Using the entries below, output each line exactly from the first through the one that contains "pub fn detect(&self, rules: &Rules, subject: &Subject)".
*** Exercise inputs
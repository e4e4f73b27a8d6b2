/*! Subject classification schemes.

A [Scheme] both recognizes the subjects that belong to it ([Scheme::detect])
and maps them to a discipline ([Scheme::map]).
Regex backed schemes get their tables from a compiled [Rules].

ANZSRC codes are not matched by regex: the class key is derived from the
length parity of the leading digit run and looked up directly.
!*/
mod rules;
mod tables;

use std::collections::HashMap;
use std::fmt;
use std::str::FromStr;

use lazy_static::lazy_static;
use serde::{Deserialize, Serialize};

pub use rules::{Field, Markers, RuleBook, RuleSource, RuleTable, Rules, TableSource};

use crate::error::Error;
use crate::labels::Label;
use crate::metadata::Subject;

lazy_static! {
    /// ANZSRC two-digit division keys.
    static ref ANZSRC_BASE_CLASSES: HashMap<String, Label> =
        Label::disciplines().map(|label| (label.key(), label)).collect();
}

/// Supported classification schemes.
#[derive(Debug, Clone, Copy, PartialEq, Eq, Hash, PartialOrd, Ord, Serialize, Deserialize)]
#[serde(rename_all = "lowercase")]
pub enum Scheme {
    Anzsrc,
    Ddc,
    Jel,
    Narcis,
    Bk,
    Linsearch,
    Bepress,
}

impl Scheme {
    /// Default priority order.
    pub const ALL: [Scheme; 7] = [
        Scheme::Anzsrc,
        Scheme::Ddc,
        Scheme::Jel,
        Scheme::Narcis,
        Scheme::Bk,
        Scheme::Linsearch,
        Scheme::Bepress,
    ];

    pub fn name(&self) -> &'static str {
        match self {
            Scheme::Anzsrc => "anzsrc",
            Scheme::Ddc => "ddc",
            Scheme::Jel => "jel",
            Scheme::Narcis => "narcis",
            Scheme::Bk => "bk",
            Scheme::Linsearch => "linsearch",
            Scheme::Bepress => "bepress",
        }
    }

    /// Whether `subject` belongs to this scheme.
    ///
    /// A subject without a value belongs to no scheme.
    pub fn detect(&self, rules: &Rules, subject: &Subject) -> bool {
        let value = match subject.value() {
            Some(value) => value.trim(),
            None => return false,
        };
        let subject_scheme = subject.subject_scheme();
        let scheme_uri = subject.scheme_uri();
        let named = |names: &std::collections::HashSet<String>| {
            subject_scheme
                .map(|s| names.contains(&s.trim().to_lowercase()))
                .unwrap_or(false)
        };

        match self {
            Scheme::Ddc => {
                !rules.ddc_coordinates.is_match(value)
                    && (subject_scheme
                        .map(|s| rules.ddc_names.contains(s))
                        .unwrap_or(false)
                        || scheme_uri
                            .map(|u| rules.ddc_scheme_uri.is_match(u))
                            .unwrap_or(false))
            }
            Scheme::Anzsrc => {
                scheme_uri == Some(rules.anzsrc_scheme_uri.as_str())
                    && (!rules.strict_anzsrc || rules.anzsrc_code.is_match(value))
            }
            Scheme::Jel => subject_scheme
                .map(|s| rules.jel_subject_scheme.is_match(s))
                .unwrap_or(false),
            Scheme::Narcis => {
                scheme_uri == Some(rules.narcis_scheme_uri.as_str())
                    || subject_scheme == Some(rules.narcis_subject_scheme.as_str())
            }
            Scheme::Bk => named(&rules.bk_subject_schemes),
            Scheme::Linsearch => named(&rules.linsearch_subject_schemes),
            Scheme::Bepress => named(&rules.bepress_subject_schemes),
        }
    }

    /// Map a subject of this scheme to a discipline.
    ///
    /// [None] means the value is uncategorized: no row matched, or the ANZSRC class key is unknown.
    pub fn map(&self, rules: &Rules, subject: &Subject) -> Option<Label> {
        match self {
            Scheme::Anzsrc => subject.value().and_then(anzsrc_label),
            // JEL codes only ever annotate economics
            Scheme::Jel => Label::new(14),
            Scheme::Ddc | Scheme::Narcis | Scheme::Bk | Scheme::Linsearch | Scheme::Bepress => {
                rules.table(*self)?.resolve(subject)
            }
        }
    }
}

impl fmt::Display for Scheme {
    fn fmt(&self, f: &mut fmt::Formatter<'_>) -> fmt::Result {
        write!(f, "{}", self.name())
    }
}

impl FromStr for Scheme {
    type Err = Error;

    fn from_str(s: &str) -> Result<Self, Self::Err> {
        let lowered = s.trim().to_lowercase();
        Scheme::ALL
            .iter()
            .find(|scheme| scheme.name() == lowered)
            .copied()
            .ok_or_else(|| Error::UnknownScheme(s.to_string()))
    }
}

/// Two-digit ANZSRC class key of a code.
///
/// The first run of digits is used. Codes written with their leading zero have
/// an even length (`0801`) and the key is their first two digits, codes that lost
/// it have an odd length (`801`) and the key is their zero-padded first digit.
pub fn anzsrc_key(code: &str) -> Option<String> {
    let digits: String = code
        .chars()
        .skip_while(|c| !c.is_ascii_digit())
        .take_while(|c| c.is_ascii_digit())
        .collect();
    match digits.len() {
        0 => None,
        n if n % 2 == 0 => Some(digits[..2].to_string()),
        _ => Some(format!("0{}", &digits[..1])),
    }
}

/// Discipline of an ANZSRC code, [None] for unknown class keys.
pub fn anzsrc_label(code: &str) -> Option<Label> {
    anzsrc_key(code).and_then(|key| ANZSRC_BASE_CLASSES.get(&key).copied())
}
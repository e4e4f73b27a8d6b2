//! Document label resolution
//!
//! Every subject of a document is tried against the active schemes in priority order.
//! The first scheme that recognizes a subject is the only one used for it,
//! and its mapped label (if any) goes into the document label set.
//!
//! The size of the label set classifies the document:
//! - no label: not annotatable
//! - several distinct labels: multi-annotated
//! - one label: candidate for the training set
//!
//! Documents of special chunks skip all of this and get the chunk's fixed label.
use std::collections::BTreeMap;

use serde::{Deserialize, Serialize};

use crate::labels::{Label, LabelSet};
use crate::metadata::{Document, Subject};
use crate::schemes::{Rules, Scheme};

/// What to do with subjects that are recognized by a scheme but map to no label.
#[derive(Debug, Clone, Copy, Default, PartialEq, Eq, Serialize, Deserialize)]
#[serde(rename_all = "lowercase")]
pub enum Uncategorized {
    /// ignore them
    #[default]
    Drop,
    /// record them in the label fan-out statistics only
    Count,
    /// treat `00 uncategorized` as a label
    Label,
}

/// Outcome of label resolution.
#[derive(Debug, Clone, Copy, PartialEq, Eq)]
pub enum Resolution {
    NotAnnotatable,
    MultiAnnotated(LabelSet),
    Single(Label),
}

impl Resolution {
    pub fn from_labels(labels: LabelSet) -> Self {
        match labels.len() {
            0 => Resolution::NotAnnotatable,
            1 => labels
                .single()
                .map_or(Resolution::NotAnnotatable, Resolution::Single),
            _ => Resolution::MultiAnnotated(labels),
        }
    }

    pub fn labels(&self) -> LabelSet {
        match self {
            Resolution::NotAnnotatable => LabelSet::default(),
            Resolution::MultiAnnotated(labels) => *labels,
            Resolution::Single(label) => std::iter::once(*label).collect(),
        }
    }

    pub fn label(&self) -> Option<Label> {
        match self {
            Resolution::Single(label) => Some(*label),
            _ => None,
        }
    }
}

/// A subject value that a scheme recognized, and the label it got.
#[derive(Debug, Clone, PartialEq, Eq)]
pub struct Mapping {
    pub label: Label,
    pub scheme: Scheme,
    pub value: String,
}

/// Label resolution of one document, along with its scheme statistics.
#[derive(Debug, Clone, PartialEq, Eq)]
pub struct Resolved {
    pub resolution: Resolution,
    pub special: bool,
    /// distinct `schemeURI`s, recognized or not
    pub scheme_uris: Vec<String>,
    /// distinct `subjectScheme`s, recognized or not
    pub subject_schemes: Vec<String>,
    pub mappings: Vec<Mapping>,
    /// first raw value recognized by each scheme
    pub first_values: BTreeMap<Scheme, String>,
}

impl Resolved {
    fn special(label: Label) -> Self {
        Self {
            resolution: Resolution::Single(label),
            special: true,
            scheme_uris: Vec::new(),
            subject_schemes: Vec::new(),
            mappings: Vec::new(),
            first_values: BTreeMap::new(),
        }
    }
}

fn push_distinct(seen: &mut Vec<String>, value: Option<&str>) {
    if let Some(value) = value {
        if !seen.iter().any(|v| v == value) {
            seen.push(value.to_string());
        }
    }
}

pub struct Resolver<'a> {
    rules: &'a Rules,
    schemes: &'a [Scheme],
    uncategorized: Uncategorized,
}

impl<'a> Resolver<'a> {
    pub fn new(rules: &'a Rules, schemes: &'a [Scheme]) -> Self {
        Self {
            rules,
            schemes,
            uncategorized: Uncategorized::default(),
        }
    }

    pub fn uncategorized(mut self, policy: Uncategorized) -> Self {
        self.uncategorized = policy;
        self
    }

    pub fn rules(&self) -> &'a Rules {
        self.rules
    }

    /// First active scheme recognizing `subject`.
    pub fn scheme_of(&self, subject: &Subject) -> Option<Scheme> {
        self.schemes
            .iter()
            .find(|scheme| scheme.detect(self.rules, subject))
            .copied()
    }

    /// Resolve a document. `special` is the fixed label of the chunk, if it is a special one.
    pub fn resolve(&self, document: &Document, special: Option<Label>) -> Resolved {
        if let Some(label) = special {
            return Resolved::special(label);
        }

        let mut labels = LabelSet::default();
        let mut scheme_uris = Vec::new();
        let mut subject_schemes = Vec::new();
        let mut mappings = Vec::new();
        let mut first_values = BTreeMap::new();

        for subject in document.subjects() {
            push_distinct(&mut scheme_uris, subject.scheme_uri());
            push_distinct(&mut subject_schemes, subject.subject_scheme());

            let scheme = match self.scheme_of(subject) {
                Some(scheme) => scheme,
                None => continue,
            };
            // detection guarantees a value
            let value = subject.value().unwrap_or_default().to_string();
            first_values.entry(scheme).or_insert_with(|| value.clone());

            let label = match (scheme.map(self.rules, subject), self.uncategorized) {
                (Some(label), _) => label,
                (None, Uncategorized::Drop) => continue,
                (None, Uncategorized::Count) => {
                    mappings.push(Mapping {
                        label: Label::UNCATEGORIZED,
                        scheme,
                        value,
                    });
                    continue;
                }
                (None, Uncategorized::Label) => Label::UNCATEGORIZED,
            };
            labels.insert(label);
            mappings.push(Mapping {
                label,
                scheme,
                value,
            });
        }

        Resolved {
            resolution: Resolution::from_labels(labels),
            special: false,
            scheme_uris,
            subject_schemes,
            mappings,
            first_values,
        }
    }
}

#[cfg(test)]
mod tests {
    use super::*;

    fn label(code: u8) -> Label {
        Label::new(code).unwrap()
    }

    fn ddc(value: &str) -> Subject {
        Subject::new(value).with_scheme("ddc")
    }

    #[test]
    fn same_label_collapses() {
        let rules = Rules::builtin().unwrap();
        let resolver = Resolver::new(&rules, &Scheme::ALL);
        let doc = Document::new("a", vec![ddc("610"), ddc("611.2")]);

        let resolved = resolver.resolve(&doc, None);
        assert_eq!(resolved.resolution, Resolution::Single(label(11)));
        assert_eq!(resolved.mappings.len(), 2);
        assert_eq!(resolved.first_values.get(&Scheme::Ddc).unwrap(), "610");
    }

    #[test]
    fn distinct_labels_are_multi() {
        let rules = Rules::builtin().unwrap();
        let resolver = Resolver::new(&rules, &Scheme::ALL);
        let doc = Document::new(
            "a",
            vec![ddc("610"), Subject::new("C53").with_scheme("JEL")],
        );
        let resolved = resolver.resolve(&doc, None);
        match resolved.resolution {
            Resolution::MultiAnnotated(labels) => {
                assert!(labels.contains(label(11)));
                assert!(labels.contains(label(14)));
            }
            other => panic!("unexpected {other:?}"),
        }
    }

    #[test]
    fn unknown_subjects_are_not_annotatable() {
        let rules = Rules::builtin().unwrap();
        let resolver = Resolver::new(&rules, &Scheme::ALL);
        let doc = Document::new(
            "a",
            vec![
                Subject::new("Soil").with_scheme("lcsh"),
                Subject::new("Soil").with_scheme("lcsh"),
                Subject::new("x").with_scheme_uri("http://id.loc.gov"),
                Subject::default().with_scheme("ddc"),
            ],
        );
        let resolved = resolver.resolve(&doc, None);
        assert_eq!(resolved.resolution, Resolution::NotAnnotatable);
        assert_eq!(resolved.subject_schemes, vec!["lcsh", "ddc"]);
        assert_eq!(resolved.scheme_uris, vec!["http://id.loc.gov"]);
        assert!(resolved.mappings.is_empty());
    }

    #[test]
    fn first_scheme_wins() {
        let rules = Rules::builtin().unwrap();
        // both the ddc and the narcis detectors accept it
        let subject = Subject::new("610")
            .with_scheme("ddc")
            .with_scheme_uri("http://www.narcis.nl/classification");
        assert!(Scheme::Ddc.detect(&rules, &subject));
        assert!(Scheme::Narcis.detect(&rules, &subject));

        let ddc_first = [Scheme::Ddc, Scheme::Narcis];
        assert_eq!(
            Resolver::new(&rules, &ddc_first).scheme_of(&subject),
            Some(Scheme::Ddc)
        );
        let narcis_first = [Scheme::Narcis, Scheme::Ddc];
        assert_eq!(
            Resolver::new(&rules, &narcis_first).scheme_of(&subject),
            Some(Scheme::Narcis)
        );

        // inactive schemes are never tried
        let jel = Subject::new("610").with_scheme("JEL");
        assert_eq!(Resolver::new(&rules, &[Scheme::Ddc]).scheme_of(&jel), None);
    }

    #[test]
    fn at_most_one_scheme_per_subject() {
        let rules = Rules::builtin().unwrap();
        let resolver = Resolver::new(&rules, &Scheme::ALL);
        let subjects = vec![
            ddc("610"),
            Subject::new("ddc 551")
                .with_scheme("ddc")
                .with_scheme_uri("http://www.narcis.nl/classification")
                .with_value_uri("http://www.narcis.nl/classfication/D16100"),
            Subject::new("Physics").with_scheme("JELinsearch"),
        ];
        for subject in subjects {
            let doc = Document::new("a", vec![subject]);
            let resolved = resolver.resolve(&doc, None);
            assert!(resolved.mappings.len() <= 1);
            assert!(resolved.first_values.len() <= 1);
        }
    }

    #[test]
    fn uncategorized_policies() {
        let rules = Rules::builtin().unwrap();
        let doc = Document::new("a", vec![ddc("zzz")]);

        let drop = Resolver::new(&rules, &Scheme::ALL).resolve(&doc, None);
        assert_eq!(drop.resolution, Resolution::NotAnnotatable);
        assert!(drop.mappings.is_empty());

        let count = Resolver::new(&rules, &Scheme::ALL)
            .uncategorized(Uncategorized::Count)
            .resolve(&doc, None);
        assert_eq!(count.resolution, Resolution::NotAnnotatable);
        assert_eq!(count.mappings[0].label, Label::UNCATEGORIZED);

        let as_label = Resolver::new(&rules, &Scheme::ALL)
            .uncategorized(Uncategorized::Label)
            .resolve(&doc, None);
        assert_eq!(as_label.resolution, Resolution::Single(Label::UNCATEGORIZED));
    }

    #[test]
    fn special_chunks_bypass_subjects() {
        let rules = Rules::builtin().unwrap();
        let resolver = Resolver::new(&rules, &Scheme::ALL);
        let doc = Document::new("a", vec![ddc("610")]);
        let resolved = resolver.resolve(&doc, Some(label(2)));
        assert_eq!(resolved.resolution, Resolution::Single(label(2)));
        assert!(resolved.special);
        assert!(resolved.mappings.is_empty());
    }
}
******
▶ Final answer
repository e4e4f73b27a8d6b2
/*! Subject classification schemes.

A [Scheme] both recognizes the subjects that belong to it ([Scheme::detect])
and maps them to a discipline ([Scheme::map]).
Regex backed schemes get their tables from a compiled [Rules].

ANZSRC codes are not matched by regex: the class key is derived from the
length parity of the leading digit run and looked up directly.
!*/
mod rules;
mod tables;

use std::collections::HashMap;
use std::fmt;
use std::str::FromStr;

use lazy_static::lazy_static;
use serde::{Deserialize, Serialize};

pub use rules::{Field, Markers, RuleBook, RuleSource, RuleTable, Rules, TableSource};

use crate::error::Error;
use crate::labels::Label;
use crate::metadata::Subject;

lazy_static! {
    /// ANZSRC two-digit division keys.
    static ref ANZSRC_BASE_CLASSES: HashMap<String, Label> =
        Label::disciplines().map(|label| (label.key(), label)).collect();
}

/// Supported classification schemes.
#[derive(Debug, Clone, Copy, PartialEq, Eq, Hash, PartialOrd, Ord, Serialize, Deserialize)]
#[serde(rename_all = "lowercase")]
pub enum Scheme {
    Anzsrc,
    Ddc,
    Jel,
    Narcis,
    Bk,
    Linsearch,
    Bepress,
}

impl Scheme {
    /// Default priority order.
    pub const ALL: [Scheme; 7] = [
        Scheme::Anzsrc,
        Scheme::Ddc,
        Scheme::Jel,
        Scheme::Narcis,
        Scheme::Bk,
        Scheme::Linsearch,
        Scheme::Bepress,
    ];

    pub fn name(&self) -> &'static str {
        match self {
            Scheme::Anzsrc => "anzsrc",
            Scheme::Ddc => "ddc",
            Scheme::Jel => "jel",
            Scheme::Narcis => "narcis",
            Scheme::Bk => "bk",
            Scheme::Linsearch => "linsearch",
            Scheme::Bepress => "bepress",
        }
    }

    /// Whether `subject` belongs to this scheme.
    ///
    /// A subject without a value belongs to no scheme.
    pub fn detect(&self, rules: &Rules, subject: &Subject) -> bool {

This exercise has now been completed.